One of the most common but curable forms of the disease, skin cancer is classified into two groups: nonmelanoma skin cancer (basal & squamous cell carcinoma) and the more dangerous melanoma. Researchers estimate nearly half of all Americans who live to 65 will develop skin cancer at least once in their life.
Symptoms & Causes
It is often hard to self-identify basal cell carcinoma because cancerous growths are similar looking to moles. These spots also grow over time, but are unlikely to spread to other areas of the body. Squamous cell carcinoma can spread (metastasize). Exposure to the sun, those who are older and those with light-colored skin are more likely to develop basal & squamous cell carcinoma. On the other hand, melanoma is often first discovered by the patient. Symptoms of melanoma are typically only visual. When a new spot appears, the commonly accepted guide is to follow the ABCDs of detecting melanoma:
What To Look For
- Asymmetry – half the mole is different-looking from.

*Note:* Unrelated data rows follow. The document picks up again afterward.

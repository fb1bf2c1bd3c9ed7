use std::collections::VecDeque;
use std::path::PathBuf;

use winit::event::{ElementState, MouseScrollDelta, WindowEvent};
use winit::keyboard::PhysicalKey;

use super::extent::ClientSize;
use super::input::{KeyCode, MouseButton};

/// Backend-assigned identity of a native window
#[derive(Debug, Clone, Copy, PartialEq, Eq, Hash, PartialOrd, Ord)]
pub struct WindowKey(pub u64);

/// Platform-neutral raw window message
#[derive(Debug, Clone, PartialEq)]
pub enum PlatformEvent {
    Close,
    Resized(ClientSize),
    Key { code: KeyCode, pressed: bool, repeat: bool },
    Char(char),
    CursorMoved { x: f64, y: f64 },
    MouseButton { button: MouseButton, pressed: bool },
    Scroll { dx: f64, dy: f64 },
    /// Ordered file list from one drag-and-drop gesture
    FilesDropped(Vec<PathBuf>),
}

/// Events gathered during one pump, in platform delivery order.
///
/// Consecutive file drops for the same window collapse into one
/// `FilesDropped` so a multi-file gesture reaches the host as one list.
#[derive(Debug, Default)]
pub struct EventQueue {
    events: VecDeque<(WindowKey, PlatformEvent)>,
}

impl EventQueue {
    pub fn new() -> Self {
        Self::default()
    }

    pub fn push(&mut self, key: WindowKey, event: PlatformEvent) {
        if let PlatformEvent::FilesDropped(mut paths) = event {
            if let Some((last_key, PlatformEvent::FilesDropped(pending))) = self.events.back_mut() {
                if *last_key == key {
                    pending.append(&mut paths);
                    return;
                }
            }
            self.events.push_back((key, PlatformEvent::FilesDropped(paths)));
        } else {
            self.events.push_back((key, event));
        }
    }

    pub fn len(&self) -> usize {
        self.events.len()
    }

    pub fn is_empty(&self) -> bool {
        self.events.is_empty()
    }

    pub fn drain(&mut self) -> impl Iterator<Item = (WindowKey, PlatformEvent)> + '_ {
        self.events.drain(..)
    }
}

/// Translate a winit `WindowEvent` into zero or more platform events.
///
/// A key press carrying text yields the key event first, then one `Char`
/// per code point, matching the key-down-then-character order of native
/// message loops.
pub fn from_window_event(event: &WindowEvent, out: &mut Vec<PlatformEvent>) {
    match event {
        WindowEvent::CloseRequested => out.push(PlatformEvent::Close),
        WindowEvent::Resized(size) => {
            out.push(PlatformEvent::Resized(ClientSize::new(size.width, size.height)))
        }
        WindowEvent::KeyboardInput { event, .. } => {
            let pressed = event.state == ElementState::Pressed;
            if let PhysicalKey::Code(code) = event.physical_key {
                out.push(PlatformEvent::Key {
                    code,
                    pressed,
                    repeat: event.repeat,
                });
            }
            if pressed {
                if let Some(text) = &event.text {
                    out.extend(text.chars().map(PlatformEvent::Char));
                }
            }
        }
        WindowEvent::CursorMoved { position, .. } => out.push(PlatformEvent::CursorMoved {
            x: position.x,
            y: position.y,
        }),
        WindowEvent::MouseInput { state, button, .. } => {
            if let Some(button) = map_mouse_button(*button) {
                out.push(PlatformEvent::MouseButton {
                    button,
                    pressed: *state == ElementState::Pressed,
                });
            }
        }
        WindowEvent::MouseWheel { delta, .. } => {
            let (dx, dy) = match delta {
                MouseScrollDelta::LineDelta(x, y) => (*x as f64, *y as f64),
                MouseScrollDelta::PixelDelta(pos) => (pos.x, pos.y),
            };
            out.push(PlatformEvent::Scroll { dx, dy });
        }
        WindowEvent::DroppedFile(path) => out.push(PlatformEvent::FilesDropped(vec![path.clone()])),
        _ => {}
    }
}

/// Map winit mouse buttons onto the three tracked buttons
fn map_mouse_button(button: winit::event::MouseButton) -> Option<MouseButton> {
    match button {
        winit::event::MouseButton::Left => Some(MouseButton::Left),
        winit::event::MouseButton::Middle => Some(MouseButton::Middle),
        winit::event::MouseButton::Right => Some(MouseButton::Right),
        _ => None,
    }
}

#[cfg(test)]
mod tests {
    use super::*;

    // Note: winit's KeyEvent has private platform fields, so keyboard
    // translation is covered through the headless backend instead.

    #[test]
    fn test_close_and_resize_translation() {
        let mut out = Vec::new();
        from_window_event(&WindowEvent::CloseRequested, &mut out);
        from_window_event(
            &WindowEvent::Resized(winit::dpi::PhysicalSize::new(800, 400)),
            &mut out,
        );
        assert_eq!(
            out,
            vec![
                PlatformEvent::Close,
                PlatformEvent::Resized(ClientSize::new(800, 400)),
            ]
        );
    }

    #[test]
    fn test_dropped_file_translation() {
        let mut out = Vec::new();
        from_window_event(&WindowEvent::DroppedFile(PathBuf::from("a.png")), &mut out);
        assert_eq!(out, vec![PlatformEvent::FilesDropped(vec![PathBuf::from("a.png")])]);
    }

    #[test]
    fn test_mouse_button_mapping() {
        assert_eq!(map_mouse_button(winit::event::MouseButton::Left), Some(MouseButton::Left));
        assert_eq!(map_mouse_button(winit::event::MouseButton::Middle), Some(MouseButton::Middle));
        assert_eq!(map_mouse_button(winit::event::MouseButton::Right), Some(MouseButton::Right));
        assert_eq!(map_mouse_button(winit::event::MouseButton::Back), None);
    }

    #[test]
    fn test_queue_coalesces_consecutive_drops() {
        let mut queue = EventQueue::new();
        let win = WindowKey(1);
        queue.push(win, PlatformEvent::FilesDropped(vec![PathBuf::from("a")]));
        queue.push(win, PlatformEvent::FilesDropped(vec![PathBuf::from("b")]));
        queue.push(win, PlatformEvent::Close);
        queue.push(win, PlatformEvent::FilesDropped(vec![PathBuf::from("c")]));

        let events: Vec<_> = queue.drain().collect();
        assert_eq!(events.len(), 3);
        assert_eq!(
            events[0].1,
            PlatformEvent::FilesDropped(vec![PathBuf::from("a"), PathBuf::from("b")])
        );
        assert_eq!(events[1].1, PlatformEvent::Close);
        assert_eq!(events[2].1, PlatformEvent::FilesDropped(vec![PathBuf::from("c")]));
        assert!(queue.is_empty());
    }

    #[test]
    fn test_queue_keeps_drops_of_different_windows_apart() {
        let mut queue = EventQueue::new();
        queue.push(WindowKey(1), PlatformEvent::FilesDropped(vec![PathBuf::from("a")]));
        queue.push(WindowKey(2), PlatformEvent::FilesDropped(vec![PathBuf::from("b")]));
        assert_eq!(queue.len(), 2);
    }
}
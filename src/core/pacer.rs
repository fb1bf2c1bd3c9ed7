use std::time::{Duration, Instant};

use crate::traits::{SystemTimer, Timer};

/// Waits longer than this start with a coarse OS sleep
const COARSE_SLEEP_THRESHOLD: Duration = Duration::from_millis(10);
/// Portion of the wait left to the spin loop after a coarse sleep
const SPIN_MARGIN: Duration = Duration::from_millis(5);

/// What a call to [`FramePacer::wait_for_next_slot`] did
#[derive(Debug, Clone, Copy, PartialEq, Eq)]
pub enum PaceOutcome {
    /// Interval 0 or refresh rate unknown: returned immediately
    Unpaced,
    /// The target had already passed; the reference was reset to now
    Late,
    /// Blocked for this long before returning
    Waited(Duration),
}

/// Software vsync: spaces presentations `interval` refreshes apart.
///
/// Idle until first use, when it captures the reference timestamp. Misses
/// are never paid back; a late frame just resets the reference.
#[derive(Debug)]
pub struct FramePacer<T: Timer = SystemTimer> {
    timer: T,
    interval: u32,
    reference: Option<Instant>,
}

impl Default for FramePacer<SystemTimer> {
    fn default() -> Self {
        Self::new(SystemTimer)
    }
}

impl<T: Timer> FramePacer<T> {
    pub fn new(timer: T) -> Self {
        Self {
            timer,
            interval: 0,
            reference: None,
        }
    }

    pub fn interval(&self) -> u32 {
        self.interval
    }

    pub fn is_armed(&self) -> bool {
        self.reference.is_some()
    }

    /// Timestamp of the last accepted presentation
    pub fn reference(&self) -> Option<Instant> {
        self.reference
    }

    pub fn timer(&self) -> &T {
        &self.timer
    }

    /// Set the interval in refreshes; negative clamps to 0. Returns the previous one.
    pub fn set_interval(&mut self, interval: i32) -> i32 {
        self.arm();
        let previous = self.interval;
        self.interval = interval.max(0) as u32;
        if self.interval == 0 {
            self.reference = Some(self.timer.now());
        }
        log::debug!("swap interval {} -> {}", previous, self.interval);
        previous as i32
    }

    /// Block until `interval / refresh_hz` seconds after the last accepted slot
    pub fn wait_for_next_slot(&mut self, refresh_hz: Option<u32>) -> PaceOutcome {
        let reference = self.arm();

        let refresh = match refresh_hz {
            Some(hz) if hz > 0 && self.interval > 0 => hz,
            _ => {
                self.reference = Some(self.timer.now());
                return PaceOutcome::Unpaced;
            }
        };

        let target = reference + Duration::from_secs_f64(self.interval as f64 / refresh as f64);
        let start = self.timer.now();
        if start >= target {
            self.reference = Some(start);
            return PaceOutcome::Late;
        }

        let remaining = target - start;
        if remaining > COARSE_SLEEP_THRESHOLD {
            self.timer.sleep(remaining - SPIN_MARGIN);
        }

        let mut end = self.timer.now();
        while end < target {
            std::hint::spin_loop();
            end = self.timer.now();
        }

        self.reference = Some(end);
        PaceOutcome::Waited(end - start)
    }

    fn arm(&mut self) -> Instant {
        let timer = &self.timer;
        *self.reference.get_or_insert_with(|| timer.now())
    }
}
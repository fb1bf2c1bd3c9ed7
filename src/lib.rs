pub mod backends;
pub mod cli;
pub mod config;
pub mod core;
pub mod error;
pub mod traits;

pub use crate::config::{ClientApi, WindowConfig, WindowHints};
pub use crate::core::{
    Action, Backbuffer, ClientSize, KeyCode, Modifiers, MouseButton, PaceOutcome, PresentPath,
    ResizeEvent, Runtime, WindowSession,
};
pub use crate::error::{SessionError, SessionResult};
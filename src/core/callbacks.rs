use std::path::PathBuf;

use super::extent::ClientSize;
use super::input::{Action, KeyCode, Modifiers, MouseButton};

/// Payload handed to the resize callback.
///
/// `backbuffer` reports the software buffer's size after any recreation
/// triggered by this resize, or `None` when no buffer is active.
#[derive(Debug, Clone, Copy, PartialEq, Eq)]
pub struct ResizeEvent {
    pub size: ClientSize,
    pub backbuffer: Option<ClientSize>,
}

pub type KeyCallback = Box<dyn FnMut(KeyCode, Action)>;
pub type CharCallback = Box<dyn FnMut(char)>;
pub type MouseButtonCallback = Box<dyn FnMut(MouseButton, Action, Modifiers)>;
pub type CursorPosCallback = Box<dyn FnMut(f64, f64)>;
pub type ScrollCallback = Box<dyn FnMut(f64, f64)>;
/// Receives the dropped paths; the slice is only borrowed for the call
pub type DropCallback = Box<dyn FnMut(&[PathBuf])>;
pub type ResizeCallback = Box<dyn FnMut(ResizeEvent)>;

/// One optional handler slot per event category.
///
/// Not multicast: setting a slot replaces whatever was there and hands the
/// previous handler back to the caller.
#[derive(Default)]
pub struct CallbackRegistry {
    pub(crate) key: Option<KeyCallback>,
    pub(crate) char: Option<CharCallback>,
    pub(crate) mouse_button: Option<MouseButtonCallback>,
    pub(crate) cursor_pos: Option<CursorPosCallback>,
    pub(crate) scroll: Option<ScrollCallback>,
    pub(crate) drop: Option<DropCallback>,
    pub(crate) resize: Option<ResizeCallback>,
}

impl CallbackRegistry {
    pub fn new() -> Self {
        Self::default()
    }

    pub fn set_key(&mut self, callback: Option<KeyCallback>) -> Option<KeyCallback> {
        std::mem::replace(&mut self.key, callback)
    }

    pub fn set_char(&mut self, callback: Option<CharCallback>) -> Option<CharCallback> {
        std::mem::replace(&mut self.char, callback)
    }

    pub fn set_mouse_button(
        &mut self,
        callback: Option<MouseButtonCallback>,
    ) -> Option<MouseButtonCallback> {
        std::mem::replace(&mut self.mouse_button, callback)
    }

    pub fn set_cursor_pos(&mut self, callback: Option<CursorPosCallback>) -> Option<CursorPosCallback> {
        std::mem::replace(&mut self.cursor_pos, callback)
    }

    pub fn set_scroll(&mut self, callback: Option<ScrollCallback>) -> Option<ScrollCallback> {
        std::mem::replace(&mut self.scroll, callback)
    }

    pub fn set_drop(&mut self, callback: Option<DropCallback>) -> Option<DropCallback> {
        std::mem::replace(&mut self.drop, callback)
    }

    pub fn set_resize(&mut self, callback: Option<ResizeCallback>) -> Option<ResizeCallback> {
        std::mem::replace(&mut self.resize, callback)
    }

    /// Drop every registered handler
    pub fn clear(&mut self) {
        *self = Self::default();
    }
}

impl std::fmt::Debug for CallbackRegistry {
    fn fmt(&self, f: &mut std::fmt::Formatter<'_>) -> std::fmt::Result {
        f.debug_struct("CallbackRegistry")
            .field("key", &self.key.is_some())
            .field("char", &self.char.is_some())
            .field("mouse_button", &self.mouse_button.is_some())
            .field("cursor_pos", &self.cursor_pos.is_some())
            .field("scroll", &self.scroll.is_some())
            .field("drop", &self.drop.is_some())
            .field("resize", &self.resize.is_some())
            .finish()
    }
}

- Border – the outline of the border is not smooth, but uneven
- Color – The spot has irregular patterns of several different colors
- Diameter – the spot is larger than a pencil eraser
Diagnosis & Treatment
Identifying skin cancer requires a doctor to perform a biopsy on the skin tissue to find a definitive diagnosis. Nonmelanoma skin cancers are treated in a variety of ways depending on the size and progression of the cancer, the doctor’s advice and the patient’s preference. Some common solutions: radiation therapy, desiccation, cryosurgery, medical therapy creams. Melanoma skin cancer is generally treated exclusively with surgery.
The key to preventing skin cancer is to avoid unprotected, direct sunlight. Other good tips: Wear brimmed hats, use waterproof sunscreen and avoid tanning beds.